Livro lança olhar estratégico sobre dados e políticas culturais em BH
Livro sobre o Observatório da Cultura de BH será lançado no CCBB nesta terça (3/2). Saiba como a parceria entre Prefeitura e UFV está transformando a gestão cultural.
Fruto de uma parceria entre a Secretaria Municipal de Cultura e a Universidade Federal de Viçosa (UFV), o livro “Observatório da Cultura de Belo Horizonte” será lançado nesta terça-feira (3/2), no Centro Cultural Banco do Brasil de Belo Horizonte (CCBB-BH). A publicação reúne a experiência de criação do Observatório da Cultura da capital mineira, implantado em 2024 como uma ferramenta inédita de produção, sistematização e divulgação de dados sobre o setor cultural da cidade.
Coordenada pelos professores Magnus Luiz Emmendoerfer e José Ricardo Vitória, a obra apresenta os fundamentos conceituais, as etapas metodológicas e os resultados alcançados com a implantação da plataforma, que reúne indicadores, estudos e informações sobre a dinâmica cultural de Belo Horizonte. O objetivo central é qualificar a formulação, o monitoramento e a avaliação das políticas públicas culturais do município.
Durante o lançamento, Emmendoerfer ministra a palestra “Dados e políticas culturais: o papel estratégico dos observatórios e das universidades”, em que destaca a importância da produção de informações confiáveis para o planejamento do setor. “A pandemia escancarou a necessidade de dados sobre a cultura. Além disso, já existia uma demanda normativa do Sistema Nacional de Cultura por fontes de informação e indicadores”, afirma o professor.
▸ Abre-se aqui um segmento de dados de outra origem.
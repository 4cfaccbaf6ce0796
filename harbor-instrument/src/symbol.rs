use serde::{Deserialize, Deserializer, Serialize};
use smol_str::{SmolStr, StrExt};
use std::fmt::{Display, Formatter};

/// Harbor new type representing a currency code `String` identifier.
///
/// Normalised to lowercase on construction, so `Symbol::new("BTC") == Symbol::new("btc")`.
///
/// eg/ "btc", "eth", "usdt", etc
#[derive(Debug, Clone, Eq, PartialEq, Ord, PartialOrd, Hash, Serialize)]
pub struct Symbol(SmolStr);

impl Display for Symbol {
    fn fmt(&self, f: &mut Formatter<'_>) -> std::fmt::Result {
        write!(f, "{}", self.0)
    }
}

impl AsRef<str> for Symbol {
    fn as_ref(&self) -> &str {
        &self.0
    }
}

impl<'de> Deserialize<'de> for Symbol {
    fn deserialize<D>(deserializer: D) -> Result<Self, D::Error>
    where
        D: Deserializer<'de>,
    {
        String::deserialize(deserializer).map(Symbol::new)
    }
}

impl<S> From<S> for Symbol
where
    S: Into<SmolStr>,
{
    fn from(input: S) -> Self {
        Symbol::new(input)
    }
}

impl Symbol {
    /// Construct a new [`Symbol`] new type using the provided `Into<SmolStr>` value.
    pub fn new<S>(input: S) -> Self
    where
        S: Into<SmolStr>,
    {
        Self(input.into().to_lowercase_smolstr())
    }

    /// Determine if this [`Symbol`] holds no characters.
    pub fn is_empty(&self) -> bool {
        self.0.is_empty()
    }

    /// Render this [`Symbol`] in uppercase.
    pub fn to_uppercase(&self) -> SmolStr {
        self.0.to_uppercase_smolstr()
    }
}

#[cfg(test)]
mod tests {
    use super::*;

    #[test]
    fn test_symbol_normalises_case() {
        assert_eq!(Symbol::new("BTC"), Symbol::new("btc"));
        assert_eq!(Symbol::new("UsDt").as_ref(), "usdt");
    }

    #[test]
    fn test_symbol_uppercase_render() {
        assert_eq!(Symbol::new("btc").to_uppercase(), "BTC");
    }
}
Segundo ele, a parceria entre a UFV e a Secretaria Municipal de Cultura foi fortalecida pelo reconhecimento da universidade pela Unesco como a primeira cátedra de Economia Criativa e Políticas Públicas do Brasil. O trabalho do Observatório começou pelos museus da cidade e, a partir da organização desses dados, despertou o interesse de outros segmentos culturais.
“O audiovisual se engajou fortemente no provimento de informações, o que possibilitou a criação do Observatório do Audiovisual, um segmento específico voltado à projeção nacional e internacional do cenário local”, explica Emmendoerfer.
Para a secretária municipal de Cultura, Eliane Parreiras, a iniciativa reforça a transparência e a eficiência da gestão pública. “Precisamos de dados não só para planejar onde os recursos serão investidos, mas também para monitorar e avaliar as políticas públicas. Com o Observatório, conseguimos disponibilizar para a sociedade informações que prestam contas da nossa política cultural”, destaca.
Desde 2002, o município vem adotando ferramentas para registrar e dar transparência às ações culturais, como o Sistema de Monitoramento e Avaliação de Programas e Projetos. A criação do Observatório da Cultura representa um avanço ao consolidar essas informações em uma plataforma interativa e de fácil acesso.
O modelo despertou o interesse de secretarias de Cultura de outros municípios mineiros e de diferentes estados. O livro surge, portanto, como resposta a essa demanda, ao registrar o passo a passo da construção do Observatório e servir de referência para outras administrações públicas.